György Kunszt was 22-years-old when he met philosopher Lajos Szabó and began to take part in the closed circle meetings organized by the “Budapest Dialogical School” held in private apartments. These were life-changing experiences for him. Lajos Szabó, as part of the opposition, Béla Tábor, a friend of Szabó’s for decades and fellow oppositional figure, and Béla Hamvas, a writer with a passionate interest in tradition, initiated a conversation series in mid-1945 with ultimate goal of finding new foundations for a spiritual renewal.
The “Thursday conversations” were followed by a several year-long seminar-series initiated by Szabó involving some selected young people. These gatherings were also organized as part of the search for spiritual renewal. They focused on subjects like language theory, set theory, value theory, movement theory, and scientific theory. György Kunszt and his friend Attila Kotányi (who completed studies as an architect) took notes at each of the seminars and then compared their notes after each session and typed them.
Lajos Szabó knew the psychological, economical, and mathematical theories well, but his lectures were not specifically or narrowly scientific. In his seminars, he elaborated on the accomplishments of these disciplines, which he contextualized within his speculative philosophy. Sometimes he also questioned their premises on the basis of his philosophy.
Discourse was his real medium. He did not write much, as he was not able to publish at the time because of the censorship policies of the regime. At the beginning of his lectures on value theory, he referred to his position as Biblicism (referring to Ferdinand Ebner), opposing such Mammonistic social organizations as Capitalism, Bolshevism, and Clericalism (“mammon is mediocrity jellified into public opinion in an econocentric way”).
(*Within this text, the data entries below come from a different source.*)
//! CLI arguments and server configuration defaults.

use clap::Parser;
use shadow_rs::formatcp;

use crate::build;

const VERSION_INFO: &str = formatcp!(
    r#"{}\ncommit_hash: {}\nbuild_time: {}\nbuild_env: {},{}"#,
    build::PKG_VERSION,
    build::SHORT_COMMIT,
    build::BUILD_TIME,
    build::RUST_VERSION,
    build::RUST_CHANNEL
);

pub const DEFAULT_LOCK_WAIT_SECS: u64 = 30;
pub const DEFAULT_MAX_BODY_BYTES: usize = 64 * 1024 * 1024;
pub const SHUTDOWN_GRACE_SECS: u64 = 10;

/// CLI arguments and environment configuration for the gateway.
#[derive(Parser, Debug)]
#[command(name = "vfs-gateway", version = VERSION_INFO, about = "Multi-tenant workspace filesystem gateway")]
pub struct Args {
    #[arg(
        short = 'w',
        long,
        env = "VFS_WORKSPACE_BASE",
        default_value = ".vfs/workspaces",
        help = "Directory holding one workspace per tenant"
    )]
    pub workspace_base: String,
    #[arg(
        long,
        env = "VFS_SERVICE_TOKEN",
        hide_env_values = true,
        help = "Bearer token callers must present"
    )]
    pub service_token: String,
    #[arg(
        short = 'b',
        long,
        env = "VFS_BIND",
        default_value = "127.0.0.1",
        help = "Bind address"
    )]
    pub host: String,
    #[arg(
        short = 'p',
        long,
        env = "VFS_HTTP_PORT",
        default_value_t = 8090,
        help = "HTTP port"
    )]
    pub http_port: u16,
    #[arg(
        short = 'P',
        long,
        env = "VFS_HTTPS_PORT",
        help = "HTTPS port (enables TLS when set)"
    )]
    pub https_port: Option<u16>,
    #[arg(short = 'c', long, env = "VFS_TLS_CERT", help = "TLS cert path")]
    pub tls_cert: Option<String>,
    #[arg(short = 'k', long, env = "VFS_TLS_KEY", help = "TLS key path")]
    pub tls_key: Option<String>,
    #[arg(
        long,
        env = "VFS_TLS_DIR",
        default_value = ".vfs/tls",
        help = "Directory for the generated self-signed certificate"
    )]
    pub tls_dir: String,
    #[arg(
        long,
        env = "VFS_LOCK_WAIT_SECS",
        default_value_t = DEFAULT_LOCK_WAIT_SECS,
        help = "Max seconds to wait for a tenant lock (0 to wait forever)"
    )]
    pub lock_wait_secs: u64,
    #[arg(
        long,
        env = "VFS_MAX_BODY_BYTES",
        default_value_t = DEFAULT_MAX_BODY_BYTES,
        help = "Max request body size in bytes"
    )]
    pub max_body_bytes: usize,
    #[arg(long, env = "VFS_CORS_ORIGINS", help = "Comma separated CORS origins")]
    pub cors_origins: Option<String>,
    #[arg(
        long,
        env = "VFS_LOG",
        default_value = "info",
        help = "Default log filter when RUST_LOG is unset"
    )]
    pub log_filter: String,
}

#[cfg(test)]
mod tests {
    use super::*;

    #[test]
    fn defaults_apply_when_only_token_given() {
        let args = Args::try_parse_from(["vfs-gateway", "--service-token", "t0k"]).expect("parse");
        assert_eq!(args.service_token, "t0k");
        assert_eq!(args.http_port, 8090);
        assert_eq!(args.lock_wait_secs, DEFAULT_LOCK_WAIT_SECS);
        assert!(args.https_port.is_none());
    }

    #[test]
    fn cli_is_well_formed() {
        use clap::CommandFactory;
        Args::command().debug_assert();
    }
}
His conception of the Church was a decisive element of his Biblicism. The Church, in his phrasing, is “the super-temporal rainbow-alliance of creators under the aegis of the revelation.” The other fundamental element of his biblical stance is the postulate of integrated evaluation, which is based on the recognition and research of the I-thou-word relation as the basic reality of the spirit.
His philosophical writings covered a vast span of questions and subjects over the course of the decades. He started his career as a Marxist in the Munka [Work] Circle, but after his public criticism of the Soviet Union, he broke with Lajos Kassák, and together with some of his friends, he launched an anti-bolshevist and anti-capitalist oppositional movement.
In time, they grew distant from Marxism (perceived radically as theory, not as ideology), and they examined the ideas of Freud, than classical German philosophy, and then oriental philosophical systems before arriving at mysticism and a Trinitarian conception based on the thoughts of dialogical thinkers (Ebner, Buber, Rosenzweig).
In 1956, Lajos Szabó and Attila Kotányi emigrated with their families, settling first in Brussels and later in Düsseldorf. Szabó became involved in calligraphy, and he presented his works at exhibitions, while Kotányi joined the work of the Situationist International. After Szabó’s death, his philosophical oeuvre was known only among a narrow circle of friends and disciples for a longer period.
The first comprehensive publication of his ideas took place in 1989, with the special double issue of Életünk [Our being] in Szombathely. After the change of the political system, work began on systematizing his oeuvre. The most extensive overview of his works created during his years in Hungary is the book Tény és titok. Szabó Lajos összegyűjtött írásai és előadásai [Fact and Secret. The Collected Writings and Presentations of Lajos Szabó], published in 1999.
His notes created in emigration got to Hungary at the end of the 1980s thanks to his widow and György Kunszt, who catalogued the materials in the 1990s. The bequest donated by him to the Library of the Hungarian Academy of Sciences, Department of Manuscripts and Rare Books primarily consists of these notebooks on philosophical subjects made during the years he spent abroad, together with the documents on the systematization of his oeuvre, catalogue records, indexes, letters, and studies. The manuscripts created prior to 1948 are in the possession of the Tábor family. The family also owns the copyrights.